Sunday, February 20, 2011

New Scientist: Dead but a brain wave lingers on

The human brain. The most intricate and complex structure known to the man. It has been studied for many decades in an attempt to satisfy our inner curiosity. Why do we, humans, have the ability to rationalize thought? Why not other species around this globe? That is only of the hundreds of secrets that our mind contains. A wise man once said: Any man who reads too much and uses his own brain too little falls into lazy habits of thinking. That man was none other than the great Albert Einstein. It seems he had a way with words as well as equations. 

It seems that decapitation is not a instantaneous way to die. It does cause the lowest amount of suffering in rats though I still think that being guillotined still hurt quite a bit. Apparently after a decapitation is performed the brain is still active for up to 30 seconds. And the victim is still conscious at the time. If that isn't scary or painful then I don't know what is. After these thirty seconds the brain experiences a 'wave of death' as the scientist demonstrate on an electroencephalogram (EEG). The same is true for rats and for humans being cut from life support.  

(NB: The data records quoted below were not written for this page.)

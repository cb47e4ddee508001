//! Socket option helpers (spec §6)
//!
//! TCP gets `NODELAY` applied through a raw-descriptor round trip via
//! `socket2`, the same technique the core crate's former `tcp.rs` used;
//! UDP sockets are constructed through `socket2::Socket` directly so
//! `SO_REUSEADDR` and broadcast can be set before `compio` ever sees the
//! file descriptor.

#![allow(unsafe_code)]

use std::io;
use std::net::SocketAddr;

/// Enable `TCP_NODELAY` on a `compio` TCP stream for minimal latency.
pub fn apply_recommended_stream_opts(stream: &compio::net::TcpStream) -> io::Result<()> {
    #[cfg(unix)]
    {
        use std::os::unix::io::{AsRawFd, FromRawFd};
        let fd = stream.as_raw_fd();
        let sock = unsafe { socket2::Socket::from_raw_fd(fd) };
        sock.set_nodelay(true)?;
        std::mem::forget(sock);
        Ok(())
    }

    #[cfg(windows)]
    {
        use std::os::windows::io::{AsRawSocket, FromRawSocket};
        let raw = stream.as_raw_socket();
        let sock = unsafe { socket2::Socket::from_raw_socket(raw) };
        sock.set_nodelay(true)?;
        std::mem::forget(sock);
        Ok(())
    }

    #[cfg(not(any(unix, windows)))]
    {
        Ok(())
    }
}

/// Shut down one or both directions of a connected TCP stream. `shutdown(2)`
/// is a plain synchronous syscall, so this goes through the same
/// raw-descriptor round trip as [`apply_recommended_stream_opts`] rather
/// than `compio`'s `AsyncWrite::shutdown` (which only closes both
/// directions at once, matching the `poll_shutdown` contract it mirrors).
pub fn shutdown_stream(
    stream: &compio::net::TcpStream,
    how: std::net::Shutdown,
) -> io::Result<()> {
    #[cfg(unix)]
    {
        use std::os::unix::io::{AsRawFd, FromRawFd};
        let fd = stream.as_raw_fd();
        let sock = unsafe { socket2::Socket::from_raw_fd(fd) };
        let result = sock.shutdown(how);
        std::mem::forget(sock);
        result
    }

    #[cfg(windows)]
    {
        use std::os::windows::io::{AsRawSocket, FromRawSocket};
        let raw = stream.as_raw_socket();
        let sock = unsafe { socket2::Socket::from_raw_socket(raw) };
        let result = sock.shutdown(how);
        std::mem::forget(sock);
        result
    }

    #[cfg(not(any(unix, windows)))]
    {
        let _ = how;
        Ok(())
    }
}

/// Duplicate a connected TCP stream's underlying descriptor so the
/// receive-loop and send-loop can each own an independent handle to the
/// same socket, the same raw-descriptor round trip `apply_recommended_stream_opts`
/// uses, but via `try_clone` instead of an option setter.
pub fn duplicate_stream(stream: &compio::net::TcpStream) -> io::Result<compio::net::TcpStream> {
    #[cfg(unix)]
    {
        use std::os::unix::io::{AsRawFd, FromRawFd};
        let fd = stream.as_raw_fd();
        let sock = unsafe { socket2::Socket::from_raw_fd(fd) };
        let dup = sock.try_clone();
        std::mem::forget(sock);
        let std_stream: std::net::TcpStream = dup?.into();
        std_stream.set_nonblocking(true)?;
        compio::net::TcpStream::from_std(std_stream)
    }

    #[cfg(windows)]
    {
        use std::os::windows::io::{AsRawSocket, FromRawSocket};
        let raw = stream.as_raw_socket();
        let sock = unsafe { socket2::Socket::from_raw_socket(raw) };
        let dup = sock.try_clone();
        std::mem::forget(sock);
        let std_stream: std::net::TcpStream = dup?.into();
        std_stream.set_nonblocking(true)?;
        compio::net::TcpStream::from_std(std_stream)
    }

    #[cfg(not(any(unix, windows)))]
    {
        Err(io::Error::new(
            io::ErrorKind::Unsupported,
            "duplicating a TCP stream is not supported on this platform",
        ))
    }
}

/// Default listen backlog (spec §6 "Max listen backlog: 20 unless
/// configured").
pub const DEFAULT_LISTEN_BACKLOG: i32 = 20;

/// Build a listening TCP socket bound to `addr` with an explicit
/// `backlog`, going through `socket2` the same way [`bind_udp_socket`]
/// does, since `compio`'s own `TcpListener::bind` does not expose the
/// backlog argument.
pub fn bind_tcp_listener(addr: SocketAddr, backlog: i32) -> io::Result<compio::net::TcpListener> {
    use socket2::{Domain, Socket, Type};

    let domain = if addr.is_ipv6() { Domain::IPV6 } else { Domain::IPV4 };
    let socket = Socket::new(domain, Type::STREAM, None)?;
    socket.set_reuse_address(true)?;
    socket.bind(&addr.into())?;
    socket.listen(backlog)?;
    socket.set_nonblocking(true)?;

    let std_listener: std::net::TcpListener = socket.into();
    compio::net::TcpListener::from_std(std_listener)
}

/// Build a UDP socket bound to `addr` with `SO_REUSEADDR` (both the IPv4
/// and IPv6 levels, per spec §6) and broadcast enabled, then hand it to
/// `compio`'s reactor.
pub fn bind_udp_socket(addr: SocketAddr) -> io::Result<compio::net::UdpSocket> {
    use socket2::{Domain, Socket, Type};

    let domain = if addr.is_ipv6() { Domain::IPV6 } else { Domain::IPV4 };
    let socket = Socket::new(domain, Type::DGRAM, None)?;
    socket.set_reuse_address(true)?;
    #[cfg(unix)]
    socket.set_reuse_port(true).ok();
    socket.set_broadcast(true)?;
    socket.bind(&addr.into())?;
    socket.set_nonblocking(true)?;

    let std_socket: std::net::UdpSocket = socket.into();
    compio::net::UdpSocket::from_std(std_socket)
}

EEG reading from a human brain
What is the most amazing thing during this wave of death is that the brain actually transmits an electrical impulse in order to restart the heart. Although it ultimately fails this is proof that there is some small correlation between the pumping of heart and the brain. Normally as the heart is myogenic no action should be undertaken by the brain. Another incredulous thing is that we know now that the heart can be restarted after more than 4 minutes without any brain damage. Its quite astounding how many of these discoveries can be made in such a short time. Couldn't find the appropriate article in the New Scientist site. 


Anonymous said...

get a life....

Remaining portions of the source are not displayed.